Five years ago tomorrow, wildly in love and ready to leave London, I picked up my stuffed suitcase, and got on a plane, to move to Toronto.

While the romance didn’t last forever, we managed to spin our love into a best friendship (thank you, two years of couples therapy – worth every penny) and, as well as that, I’m left with profound, parental love for my ex’s kid, and unbridled devotion to this city, which feels absolutely like my home. I can’t imagine EVER wanting to leave.

So, in honour of my FIVE YEAR CANADAVERSARY, here are 15 things I learned:

(1) It’s hard. Like, really, really hard

When I was moving, so many people I told said, “You’re so brave!” and I would reply, “No I’m not! If I don’t like it, I’ll just come back!”. What I didn’t anticipate was that it would be really hard and I would still want to stay. About six months in, once the honeymoon period (“Wow! I really did leave all my problems in London!!!!”) wore off, I suddenly realised, “Oh. THIS is what they were talking about….”

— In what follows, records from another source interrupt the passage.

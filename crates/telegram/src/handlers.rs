use std::sync::Arc;

use {
    async_trait::async_trait,
    sheetbot_common::{ChatId, UserId},
    sheetbot_routing::{CommandRouter, Inbound},
    teloxide::types::{Update, UpdateKind},
    tracing::{debug, info, warn},
};

#[cfg(feature = "metrics")]
use sheetbot_metrics::{counter, ingress as ingress_metrics, labels};

use crate::{
    ingress::{IncomingMessage, UpdateProcessor},
    outbound::ReplyChannel,
    restart::RestartSignal,
};

/// Decode a webhook body.
///
/// `Ok(None)` means a valid update that carries nothing to route (edited
/// message, sticker, message from a bot, ...).
pub fn parse_update(body: &[u8]) -> serde_json::Result<Option<IncomingMessage>> {
    let update: Update = serde_json::from_slice(body)?;
    let message = incoming_from_update(&update);
    if message.is_none() {
        debug!(update_id = update.id.0, "ignoring update without routable text");
        #[cfg(feature = "metrics")]
        counter!(ingress_metrics::UPDATES_IGNORED_TOTAL, labels::REASON => "no_text").increment(1);
    }
    Ok(message)
}

/// Text message from a human sender, if `update` is one.
pub fn incoming_from_update(update: &Update) -> Option<IncomingMessage> {
    let UpdateKind::Message(msg) = &update.kind else {
        return None;
    };
    let text = msg.text()?;
    let from = msg.from.as_ref().filter(|user| !user.is_bot)?;

    Some(IncomingMessage {
        chat: ChatId(msg.chat.id.0),
        inbound: Inbound {
            user: UserId::from(from.id.0),
            username: from.username.clone(),
            text: text.to_string(),
        },
    })
}

/// Routes one message and sends the reply. Raises the restart signal after
/// the acknowledgement went out.
pub struct TelegramHandler {
    router: Arc<CommandRouter>,
    outbound: Arc<dyn ReplyChannel>,
    restart: RestartSignal,
}

impl TelegramHandler {
    pub fn new(
        router: Arc<CommandRouter>,
        outbound: Arc<dyn ReplyChannel>,
        restart: RestartSignal,
    ) -> Self {
        Self {
            router,
            outbound,
            restart,
        }
    }
}

#[async_trait]
impl UpdateProcessor for TelegramHandler {
    async fn process(&self, message: IncomingMessage) {
        let outcome = self.router.handle(&message.inbound).await;

        if let Err(e) = self.outbound.send_reply(message.chat, outcome.reply()).await {
            warn!(
                chat_id = %message.chat,
                user_id = %message.inbound.user,
                error = %e,
                "failed to send reply"
            );
        }

        if outcome.is_restart() {
            info!(user_id = %message.inbound.user, "restart acknowledged, signalling shutdown");
            self.restart.request();
        }
    }
}

#[allow(clippy::unwrap_used, clippy::expect_used)]
#[cfg(test)]
mod tests {
    use {
        super::*,
        crate::{
            ingress::{IngressBridge, IngressSettings},
            outbound::TelegramOutbound,
        },
        axum::{Json, Router, body::Bytes, extract::State, http::Uri, routing::post},
        serde::{Deserialize, Serialize},
        serde_json::{Value, json},
        sheetbot_backend::{Backend, BackendResponse, Operation},
        sheetbot_common::ResourceId,
        sheetbot_routing::{AccessList, ResourceRegistry},
        sheetbot_sessions::{MemorySessionStore, PendingInput, SessionStore},
        std::sync::Mutex,
        tokio::sync::oneshot,
    };

    #[derive(Debug, Clone, Deserialize)]
    struct SendMessageRequest {
        chat_id: i64,
        text: String,
        #[serde(default)]
        reply_markup: Option<Value>,
    }

    #[derive(Debug, Serialize)]
    struct TelegramApiResponse {
        ok: bool,
        result: Value,
    }

    #[derive(Clone, Default)]
    struct MockTelegramApi {
        sent: Arc<Mutex<Vec<SendMessageRequest>>>,
        methods: Arc<Mutex<Vec<String>>>,
    }

    async fn telegram_api_handler(
        State(state): State<MockTelegramApi>,
        uri: Uri,
        body: Bytes,
    ) -> Json<TelegramApiResponse> {
        let method = uri.path().rsplit('/').next().unwrap_or_default().to_string();
        state.methods.lock().unwrap().push(method.clone());

        if method.eq_ignore_ascii_case("SendMessage") {
            let req: SendMessageRequest = serde_json::from_slice(&body).unwrap();
            let chat_id = req.chat_id;
            state.sent.lock().unwrap().push(req);
            return Json(TelegramApiResponse {
                ok: true,
                result: json!({
                    "message_id": 1,
                    "date": 0,
                    "chat": { "id": chat_id, "type": "private", "first_name": "Test" },
                    "text": "ok"
                }),
            });
        }
        Json(TelegramApiResponse {
            ok: true,
            result: Value::Bool(true),
        })
    }

    struct MockApiServer {
        api: MockTelegramApi,
        bot: teloxide::Bot,
        shutdown: Option<oneshot::Sender<()>>,
    }

    impl Drop for MockApiServer {
        fn drop(&mut self) {
            if let Some(tx) = self.shutdown.take() {
                let _ = tx.send(());
            }
        }
    }

    async fn mock_api() -> MockApiServer {
        let api = MockTelegramApi::default();
        let app = Router::new()
            .route("/{*path}", post(telegram_api_handler))
            .with_state(api.clone());

        let listener = tokio::net::TcpListener::bind("127.0.0.1:0")
            .await
            .expect("bind test listener");
        let addr = listener.local_addr().expect("local addr");
        let (shutdown_tx, shutdown_rx) = oneshot::channel::<()>();
        tokio::spawn(async move {
            axum::serve(listener, app)
                .with_graceful_shutdown(async {
                    let _ = shutdown_rx.await;
                })
                .await
                .expect("serve mock telegram api");
        });

        let api_url = url::Url::parse(&format!("http://{addr}/")).expect("parse api url");
        let bot = teloxide::Bot::new("test-token").set_api_url(api_url);
        MockApiServer {
            api,
            bot,
            shutdown: Some(shutdown_tx),
        }
    }

    struct DateBackend;

    #[async_trait]
    impl Backend for DateBackend {
        async fn call(
            &self,
            operation: &Operation,
            _resource: Option<&ResourceId>,
        ) -> sheetbot_backend::Result<BackendResponse> {
            Ok(match operation {
                Operation::GetDate => BackendResponse::Date("01.02.2030".into()),
                _ => BackendResponse::Done { message: None },
            })
        }
    }

    fn handler(bot: teloxide::Bot, restart: RestartSignal) -> TelegramHandler {
        let router = Arc::new(CommandRouter::new(
            AccessList::new(["42"]).unwrap(),
            ResourceRegistry::default(),
            Arc::new(MemorySessionStore::new()) as Arc<dyn SessionStore>,
            Arc::new(DateBackend) as Arc<dyn Backend>,
        ));
        let outbound = Arc::new(TelegramOutbound::new(bot, router.menu()));
        TelegramHandler::new(router, outbound, restart)
    }

    fn text_update(user_id: u64, text: &str) -> Value {
        json!({
            "update_id": 10,
            "message": {
                "message_id": 1,
                "date": 1,
                "chat": { "id": 500, "type": "private", "first_name": "Alice" },
                "from": {
                    "id": user_id,
                    "is_bot": false,
                    "first_name": "Alice",
                    "username": "alice"
                },
                "text": text
            }
        })
    }

    #[test]
    fn parses_text_message() {
        let body = serde_json::to_vec(&text_update(42, "Старт")).unwrap();
        let message = parse_update(&body).unwrap().expect("routable message");
        assert_eq!(message.chat, ChatId(500));
        assert_eq!(message.inbound.user, UserId::new("42"));
        assert_eq!(message.inbound.username.as_deref(), Some("alice"));
        assert_eq!(message.inbound.text, "Старт");
    }

    #[test]
    fn ignores_non_text_and_bot_messages() {
        let location = json!({
            "update_id": 11,
            "message": {
                "message_id": 2,
                "date": 1,
                "chat": { "id": 500, "type": "private", "first_name": "Alice" },
                "from": { "id": 42, "is_bot": false, "first_name": "Alice" },
                "location": { "longitude": 37.6, "latitude": 55.7 }
            }
        });
        assert!(parse_update(&serde_json::to_vec(&location).unwrap()).unwrap().is_none());

        let mut from_bot = text_update(42, "Старт");
        from_bot["message"]["from"]["is_bot"] = json!(true);
        assert!(parse_update(&serde_json::to_vec(&from_bot).unwrap()).unwrap().is_none());
    }

    #[test]
    fn rejects_garbage_body() {
        assert!(parse_update(b"{not json").is_err());
    }

    #[tokio::test]
    async fn start_sends_greeting_with_keyboard() {
        let server = mock_api().await;
        let restart = RestartSignal::new();
        let handler = handler(server.bot.clone(), restart.clone());

        let body = serde_json::to_vec(&text_update(42, "Старт")).unwrap();
        handler
            .process(parse_update(&body).unwrap().unwrap())
            .await;

        let sent = server.api.sent.lock().unwrap().clone();
        assert_eq!(sent.len(), 1);
        assert_eq!(sent[0].chat_id, 500);
        assert_eq!(sent[0].text, "Добро пожаловать! Выбери действие:");
        let markup = sent[0].reply_markup.as_ref().expect("keyboard attached");
        assert_eq!(markup["resize_keyboard"], json!(true));
        assert_eq!(markup["keyboard"][0][0]["text"], json!("Старт"));
        assert!(!restart.is_requested());
    }

    #[tokio::test]
    async fn date_prompt_removes_keyboard() {
        let server = mock_api().await;
        let handler = handler(server.bot.clone(), RestartSignal::new());

        let body = serde_json::to_vec(&text_update(42, "Дата")).unwrap();
        handler
            .process(parse_update(&body).unwrap().unwrap())
            .await;

        let sent = server.api.sent.lock().unwrap().clone();
        assert!(sent[0].text.contains("01.02.2030"));
        let markup = sent[0].reply_markup.as_ref().expect("markup attached");
        assert_eq!(markup["remove_keyboard"], json!(true));
    }

    #[tokio::test]
    async fn denied_user_gets_plain_denial() {
        let server = mock_api().await;
        let handler = handler(server.bot.clone(), RestartSignal::new());

        let body = serde_json::to_vec(&text_update(99, "Старт")).unwrap();
        handler
            .process(parse_update(&body).unwrap().unwrap())
            .await;

        let sent = server.api.sent.lock().unwrap().clone();
        assert_eq!(sent[0].text, "Доступ запрещён.");
        assert!(sent[0].reply_markup.is_none());
    }

    #[tokio::test]
    async fn restart_replies_then_signals() {
        let server = mock_api().await;
        let restart = RestartSignal::new();
        let handler = handler(server.bot.clone(), restart.clone());

        let body = serde_json::to_vec(&text_update(42, "Рестарт")).unwrap();
        handler
            .process(parse_update(&body).unwrap().unwrap())
            .await;

        let sent = server.api.sent.lock().unwrap().clone();
        assert_eq!(sent[0].text, "Бот будет перезапущен...");
        assert!(restart.is_requested());
    }

    /// Records every call; the date read yields to the scheduler first so a
    /// second message for the same user would overtake it if allowed.
    #[derive(Default)]
    struct SlowBackend {
        calls: Mutex<Vec<Operation>>,
    }

    #[async_trait]
    impl Backend for SlowBackend {
        async fn call(
            &self,
            operation: &Operation,
            _resource: Option<&ResourceId>,
        ) -> sheetbot_backend::Result<BackendResponse> {
            self.calls.lock().unwrap().push(operation.clone());
            Ok(match operation {
                Operation::GetDate => {
                    tokio::time::sleep(std::time::Duration::from_millis(50)).await;
                    BackendResponse::Date("01.02.2030".into())
                },
                _ => BackendResponse::Done { message: None },
            })
        }
    }

    #[tokio::test(flavor = "multi_thread", worker_threads = 4)]
    async fn same_user_messages_through_the_bridge_keep_the_prompt_consistent() {
        let server = mock_api().await;
        let sessions = Arc::new(MemorySessionStore::new());
        let backend = Arc::new(SlowBackend::default());
        let router = Arc::new(CommandRouter::new(
            AccessList::new(["42"]).unwrap(),
            ResourceRegistry::default(),
            Arc::clone(&sessions) as Arc<dyn SessionStore>,
            Arc::clone(&backend) as Arc<dyn Backend>,
        ));
        let outbound = Arc::new(TelegramOutbound::new(server.bot.clone(), router.menu()));
        let handler = Arc::new(TelegramHandler::new(router, outbound, RestartSignal::new()));
        let bridge = IngressBridge::new(handler, IngressSettings::default());

        for text in ["Дата", "15.03.2030", "Дата"] {
            let body = serde_json::to_vec(&text_update(42, text)).unwrap();
            bridge.deliver(parse_update(&body).unwrap().unwrap()).unwrap();
        }

        tokio::time::timeout(std::time::Duration::from_secs(5), async {
            while server.api.sent.lock().unwrap().len() < 3 {
                tokio::time::sleep(std::time::Duration::from_millis(10)).await;
            }
        })
        .await
        .expect("all replies sent");

        assert_eq!(*backend.calls.lock().unwrap(), vec![
            Operation::GetDate,
            Operation::SetDate("15.03.2030".into()),
            Operation::GetDate,
        ]);
        let texts: Vec<String> = server
            .api
            .sent
            .lock()
            .unwrap()
            .iter()
            .map(|m| m.text.clone())
            .collect();
        assert!(texts[0].contains("01.02.2030"));
        assert!(texts[1].contains("15.03.2030"));
        assert!(texts[2].contains("01.02.2030"));
        assert_eq!(
            sessions.get(&UserId::new("42")).pending_input,
            Some(PendingInput::AwaitingDate)
        );
        bridge.shutdown();
    }

    #[tokio::test]
    async fn register_webhook_calls_bot_api_in_order() {
        let server = mock_api().await;
        let secret = secrecy::Secret::new("s3cret".to_string());
        let url = crate::bot::webhook_url("https://bot.example.com", "/telegram/test-token")
            .unwrap();

        crate::bot::register_webhook(&server.bot, url, Some(&secret))
            .await
            .unwrap();

        let methods: Vec<String> = server
            .api
            .methods
            .lock()
            .unwrap()
            .iter()
            .map(|m| m.to_ascii_lowercase())
            .collect();
        assert_eq!(methods, vec!["deletewebhook", "setwebhook", "setmycommands"]);
    }
}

(2) The hardness last about a total of two years, tapering at the end

From talking to a lot of other people, it seems this length of time is mostly universal. Putting this out there in case you’re thinking of moving somewhere.

(3) The things that you find hard aren’t the ones you’d expect to

Yes, I missed my mum and my friends, and change can be difficult. But what was hardest were the little things. Like knowing…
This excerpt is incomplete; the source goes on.